After his marriage in 1881 in Cincinnati to the artist Martha Scudder, Twachtman again visited Europe, this time stopping in England, Holland, Belgium, and Germany.  In Holland, he stayed with J. Alden Weir and his brother John Ferguson Weir, painting in Dordrecht and surrounding communities.  During this trip, he also met the Dutch Hague School painter Anton Mauve who gave him encouragement and advice.  During this trip Twachtman also became familiar with the work of the French painter of peasants, Jules Bastien-LePage.

In 1883, Twachtman went to Paris, continuing his studies at the Académie Julian under Gustave Boulanger and Jules-Joseph Lefebvre.  Fellow students included American artists Childe Hassam, Willard Metcalf, Frank W. Benson, Edmund C. Tarbell, and Robert Reid, all of whom became lifelong friends.  During the summers in France, Twachtman painted near Honfleur and Dieppe, and in Italy where he visited Duveneck and Blum.  His work changed at this time; his palette remained low-key, but tones became more closely modulated and his brushwork fluid and not apparent.

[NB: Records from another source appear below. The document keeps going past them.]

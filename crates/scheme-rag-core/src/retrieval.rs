//! Retrieval context assembly.
//!
//! Hits pass through two cuts: the gateway's own `search_top_k` limit with a
//! score threshold applied at query time ([`retrieve`]), then a client-side
//! re-validation, normalization and `top_k` cut ([`assemble`]). The second
//! stage never trusts the first; scores are re-checked against the threshold.
//!
//! Rendered context is one line per hit:
//!
//! ```text
//! [pm-kisan--0000] # PM Kisan _Ministry of Agriculture_ ## Level Central
//! [unknown-id] text of a hit that came back without an id
//! ```

use serde_json::Value;
use std::cmp::Ordering;

use crate::error::Result;
use crate::flatten::stringify;
use crate::gateway::IndexGateway;
use crate::markup::strip_tags;
use crate::models::{RawHit, SearchHit, SearchResponse};

pub const DEFAULT_TOP_K: usize = 5;
pub const DEFAULT_SCORE_THRESHOLD: f64 = 0.3;
pub const DEFAULT_SEARCH_TOP_K: usize = 20;

/// Rendered in place of a missing or empty hit id.
pub const UNKNOWN_ID: &str = "unknown-id";

/// Reserved field carrying the chunk body.
const TEXT_FIELD: &str = "chunk_text";

#[derive(Debug, Clone, Copy, PartialEq)]
pub struct RetrievalOptions {
    /// Lines kept in the rendered context.
    pub top_k: usize,
    /// Minimum score, inclusive.
    pub score_threshold: f64,
    /// Limit requested from the index.
    pub search_top_k: usize,
}

impl Default for RetrievalOptions {
    fn default() -> Self {
        Self {
            top_k: DEFAULT_TOP_K,
            score_threshold: DEFAULT_SCORE_THRESHOLD,
            search_top_k: DEFAULT_SEARCH_TOP_K,
        }
    }
}

/// Coerce a wire score to a usable float.
///
/// Numbers and numeric strings are accepted. Missing, non-numeric, NaN,
/// infinite and negative scores all become `0.0`.
pub fn coerce_score(raw: Option<&Value>) -> f64 {
    let score = match raw {
        Some(Value::Number(n)) => n.as_f64(),
        Some(Value::String(s)) => s.trim().parse::<f64>().ok(),
        _ => None,
    };
    match score {
        Some(s) if s.is_finite() && s >= 0.0 => s,
        _ => 0.0,
    }
}

/// Keep hits whose coerced score reaches `threshold`.
pub fn filter_by_score(hits: Vec<RawHit>, threshold: f64) -> Vec<RawHit> {
    hits.into_iter()
        .filter(|hit| coerce_score(hit.score.as_ref()) >= threshold)
        .collect()
}

/// Convert raw hits into [`SearchHit`]s: tags stripped from the text, score
/// coerced, and every field but `chunk_text` moved into `meta`.
pub fn normalize_hits(hits: Vec<RawHit>) -> Vec<SearchHit> {
    hits.into_iter()
        .map(|hit| {
            let score = coerce_score(hit.score.as_ref());
            let mut meta = hit.fields.unwrap_or_default();
            let text = meta
                .remove(TEXT_FIELD)
                .map(|v| strip_tags(&stringify(&v)))
                .unwrap_or_default();
            SearchHit {
                id: hit.id,
                score,
                text,
                meta,
            }
        })
        .collect()
}

/// Rank hits by score (stable, descending), keep `top_k`, render one line each.
pub fn build_context(mut hits: Vec<SearchHit>, top_k: usize) -> String {
    hits.sort_by(|a, b| b.score.partial_cmp(&a.score).unwrap_or(Ordering::Equal));

    hits.iter()
        .take(top_k)
        .map(|hit| {
            let id = hit
                .id
                .as_deref()
                .filter(|id| !id.is_empty())
                .unwrap_or(UNKNOWN_ID);
            format!("[{}] {}", id, single_line(&hit.text))
        })
        .collect::<Vec<_>>()
        .join("\n")
}

/// Full client-side stage: re-filter, normalize, rank, render.
///
/// Returns `""` when nothing survives.
pub fn assemble(response: SearchResponse, options: &RetrievalOptions) -> String {
    let hits = filter_by_score(response.into_hits(), options.score_threshold);
    build_context(normalize_hits(hits), options.top_k)
}

/// Query the index and apply the query-time threshold.
///
/// An empty result is logged and returned as an empty response.
pub async fn retrieve(
    index: &dyn IndexGateway,
    namespace: &str,
    query: &str,
    options: &RetrievalOptions,
) -> Result<SearchResponse> {
    let response = index.search(namespace, query, options.search_top_k).await?;
    let returned = response.hits().len();
    let hits = filter_by_score(response.into_hits(), options.score_threshold);

    if hits.is_empty() {
        tracing::warn!(
            namespace,
            returned,
            threshold = options.score_threshold,
            "no hits above the score threshold"
        );
    } else {
        tracing::debug!(namespace, returned, kept = hits.len(), "retrieved hits");
    }

    Ok(SearchResponse::from_hits(hits))
}

fn single_line(text: &str) -> String {
    text.replace("\r\n", " ").replace(['\n', '\r'], " ")
}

Following his return to America in 1886, he went to Chicago where he worked on a cyclorama.  During the late 1880's, he spent time in Branchville, Connecticut, near J. Alden Weir's home, and worked extensively in pastel.  In 1889, Twachtman and Weir held a joint exhibition and sale of their works at the Ortgies Gallery in New York, and four years later, the American Art Gallery featured their work in a comparative exhibition with that of Monet and Paul Besnard.  Twachtman produced illustrations for Scribner's from 1888 to 1893, and in 1889, he began to teach at the Art Students League.  These activities provided the income with which he purchased a house and 17 acres of land in Greenwich, Connecticut in 1890.  During the next decade, this property was Twachtman's primary subject matter.  Although he continued his interest in soft tonal qualities, Twachtman turned to an Impressionist technique during his Greenwich Period.  His introduction to the style came not only through seeing the work of French painters, but also through friends such as Theodore Robinson.  An interest in structured compositions and a strong sense of design also become apparent in Greenwich paintings.

Twachtman was a founding member of the Ten American Painters in 1897, a group of primarily Impressionist painters who broke from the Society of American Artists.  He continued to teach at the Art Students League through the 1890's, bringing students to the Holley House in Cos Cob during the summers where he occasionally resided.  The summers of 1900 to 1902 were spent in Gloucester, Massachusetts where Twachtman joined his old friend Duveneck and other painters many of whom started their careers in Cincinnati.  For his Gloucester works, Twachtman painted alla prima, returning to the bold painterly style of his Munich years, but retaining the bright colors of his Greenwich Period.  One-man shows of his paintings and pastels were held in New York, Chicago, and Cincinnati in 1901.  In the summer of 1902, Twachtman died suddenly in Gloucester.  Several of his colleagues wrote at the time of Twachtman's modernity, the "great beauty of design" in his work, and his ability to express the spirit of the places he painted.  Thomas Dewing wrote: "By the death of John H. Twachtman, the world has lost an artist of the first rank...He is too modern, probably, to be fully recognized or appreciated at present: but his place will be recognized in the future."1

Twachtman's works are in numerous important private and public collections including the Metropolitan Museum of Art, New York; the Cincinnati Art Museum, Ohio; the National Museum of American Art, Washington, D.C.; the National Gallery of Art, Washington, D.C.; Museum of Fine Arts, Boston; the Brooklyn Museum, New York; the Corcoran Gallery of Art, Washington, D.C.; the Hirshhorn Museum, Washington, D.C.;the Phillips Collection, Washington, D.C.; the Cleveland Museum, Ohio; the Detroit Institute of Arts, Michigan; the Nelson-Atkins Museum, Kansas City, Missouri; the St. Louis Museum of Art, Missouri; the Los Angeles County Museum of Art, California and many others.

1  T. W. Dewing, "John H. Twachtman: An Estimation," North American Review 176 (April 1903), p. 554.